Dean Ann Brill, Associate Dean Scott Reinardy and professors Mike Williams and Lisa McLendon will be joined by reporters Sara Shepherd of the Lawrence Journal-World and Stephen Koranda of Kansas Public Radio to discuss sorting out journalism, news, propaganda, spin and fake news. The event is at 7 p.m. Monday, Dec. 11, at Lawrence Public Library and is free and open to the public.

The idea behind the “Who are the Media?” town hall event is to create an opportunity for journalists and media consumers to discuss the dizzying array of media sources and offer advice on sorting out whether the information and the source are truthful, reliable and balanced, Brill said.

“The general public is being bombarded more than ever before in the history of our country with a deluge of information, and much of it is not reliable or even factual,” Brill said. “We would like to hear from people about how they are sorting through it. Our hope is to create a dialogue to understand how the current media landscape affects all of us.”

This semester, the journalism school offered a course titled “Information in the Age of Digital Noise,” which addresses these same issues. Williams, who teaches the course, said it was offered for the first time this semester and had about 80 students. The course addresses how news has been and continues to be shaped because of the increase and spread of purposely false information.

Students are researching the history of fake news and propaganda and learning to differentiate between spin, degrees of truthfulness and establishing criteria to judge the legitimacy of information and sources.

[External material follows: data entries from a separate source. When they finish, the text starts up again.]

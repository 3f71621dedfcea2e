use std::{path::PathBuf, sync::Mutex};

use tracing::warn;

use crate::application::{error::EngineError, lock::mutex_lock};

const TARGET: &str = "application::compile::state";

/// Compilation lifecycle of the engine.
///
/// `Ready` carries the artifact path. Whether the loaded worker is stale is
/// tracked separately by the worker handle.
#[derive(Debug, Clone)]
pub enum CompilationState {
    Uninitialized,
    Compiling,
    Ready(PathBuf),
    Faulty(EngineError),
}

#[derive(Debug)]
pub struct CompilationStateCell {
    state: Mutex<CompilationState>,
}

impl Default for CompilationStateCell {
    fn default() -> Self {
        Self {
            state: Mutex::new(CompilationState::Uninitialized),
        }
    }
}

impl CompilationStateCell {
    pub fn new() -> Self {
        Self::default()
    }

    pub fn snapshot(&self) -> CompilationState {
        mutex_lock(&self.state, TARGET, "state::snapshot").clone()
    }

    pub fn fault(&self) -> Option<EngineError> {
        match &*mutex_lock(&self.state, TARGET, "state::fault") {
            CompilationState::Faulty(err) => Some(err.clone()),
            _ => None,
        }
    }

    /// Enter `Compiling`, refusing while another compilation runs.
    ///
    /// The returned guard must be finished with `succeed` or `fail`; dropping
    /// it unfinished leaves the engine faulty.
    pub fn begin(&self) -> Result<CompileGuard<'_>, EngineError> {
        let mut state = mutex_lock(&self.state, TARGET, "state::begin");
        if matches!(*state, CompilationState::Compiling) {
            return Err(EngineError::AlreadyCompiling);
        }
        *state = CompilationState::Compiling;
        Ok(CompileGuard {
            cell: self,
            finished: false,
        })
    }

    /// Record an artifact found on disk without compiling. Only applies when
    /// nothing else has happened yet.
    pub fn adopt(&self, artifact: PathBuf) -> bool {
        let mut state = mutex_lock(&self.state, TARGET, "state::adopt");
        if matches!(*state, CompilationState::Uninitialized) {
            *state = CompilationState::Ready(artifact);
            true
        } else {
            false
        }
    }

    /// Record a fault raised outside compilation, such as a failed load.
    /// A running compilation owns the state and is left alone.
    pub fn mark_faulty(&self, error: EngineError) {
        let mut state = mutex_lock(&self.state, TARGET, "state::mark_faulty");
        if !matches!(*state, CompilationState::Compiling) {
            *state = CompilationState::Faulty(error);
        }
    }

    /// Clear a fault caused by loading the artifact. Build faults stay until
    /// the next successful compilation.
    pub fn clear_load_fault(&self) -> bool {
        let mut state = mutex_lock(&self.state, TARGET, "state::clear_load_fault");
        if matches!(
            *state,
            CompilationState::Faulty(EngineError::InvalidCompiledModule { .. })
        ) {
            *state = CompilationState::Uninitialized;
            true
        } else {
            false
        }
    }

    fn set(&self, next: CompilationState) {
        *mutex_lock(&self.state, TARGET, "state::set") = next;
    }
}

/// Ownership of one in-progress compilation.
pub struct CompileGuard<'a> {
    cell: &'a CompilationStateCell,
    finished: bool,
}

impl CompileGuard<'_> {
    pub fn succeed(mut self, artifact: PathBuf) {
        self.finished = true;
        self.cell.set(CompilationState::Ready(artifact));
    }

    pub fn fail(mut self, error: EngineError) {
        self.finished = true;
        self.cell.set(CompilationState::Faulty(error));
    }
}

impl Drop for CompileGuard<'_> {
    fn drop(&mut self) {
        if !self.finished {
            warn!(
                target = TARGET,
                op = "compile_guard::drop",
                result = "interrupted",
                "Compilation dropped before finishing"
            );
            self.cell
                .set(CompilationState::Faulty(EngineError::CompilationInterrupted));
        }
    }
}

#[cfg(test)]
mod tests {
    use super::*;
    use crate::application::collaborators::{CompilerError, WorkerLoadError};

    #[test]
    fn second_begin_is_rejected_while_compiling() {
        let cell = CompilationStateCell::new();
        let guard = cell.begin().expect("first compile");

        assert!(matches!(cell.begin(), Err(EngineError::AlreadyCompiling)));
        guard.succeed(PathBuf::from("views.compiled.js"));
        assert!(matches!(cell.snapshot(), CompilationState::Ready(_)));
        assert!(cell.begin().is_ok());
    }

    #[test]
    fn failure_is_retained_until_next_compile() {
        let cell = CompilationStateCell::new();
        cell.begin()
            .expect("compile")
            .fail(EngineError::views_do_not_compile(CompilerError::Rejected(
                "bad view".into(),
            )));

        assert!(matches!(
            cell.fault(),
            Some(EngineError::ViewsDoNotCompile { .. })
        ));
        assert!(!cell.clear_load_fault());

        let guard = cell.begin().expect("recompile after fault");
        assert!(cell.fault().is_none());
        guard.succeed(PathBuf::from("views.compiled.js"));
    }

    #[test]
    fn dropped_guard_leaves_engine_faulty() {
        let cell = CompilationStateCell::new();
        drop(cell.begin().expect("compile"));

        assert!(matches!(
            cell.fault(),
            Some(EngineError::CompilationInterrupted)
        ));
    }

    #[test]
    fn load_faults_can_be_cleared() {
        let cell = CompilationStateCell::new();
        cell.mark_faulty(EngineError::invalid_compiled_module(
            WorkerLoadError::MissingPort("receiveHtml".into()),
        ));

        assert!(cell.clear_load_fault());
        assert!(matches!(cell.snapshot(), CompilationState::Uninitialized));
    }

    #[test]
    fn adoption_only_from_uninitialized() {
        let cell = CompilationStateCell::new();
        assert!(cell.adopt(PathBuf::from("a.js")));
        assert!(!cell.adopt(PathBuf::from("b.js")));
        assert!(
            matches!(cell.snapshot(), CompilationState::Ready(path) if path == PathBuf::from("a.js"))
        );
    }
}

“We talked a lot about how the technology works — the whole concept of algorithms and what they do and why it was so easy for somebody sitting in Macedonia to flood social media with this stuff,” Williams said. “And then it is pretty much self-perpetuating because once it goes viral, it's viral whether or not it’s true, false or indifferent.”

The town hall event will cover the same issues the students are examining in class, touching on doctored images and videos and the effect that algorithms, bots and trolls have on news consumers.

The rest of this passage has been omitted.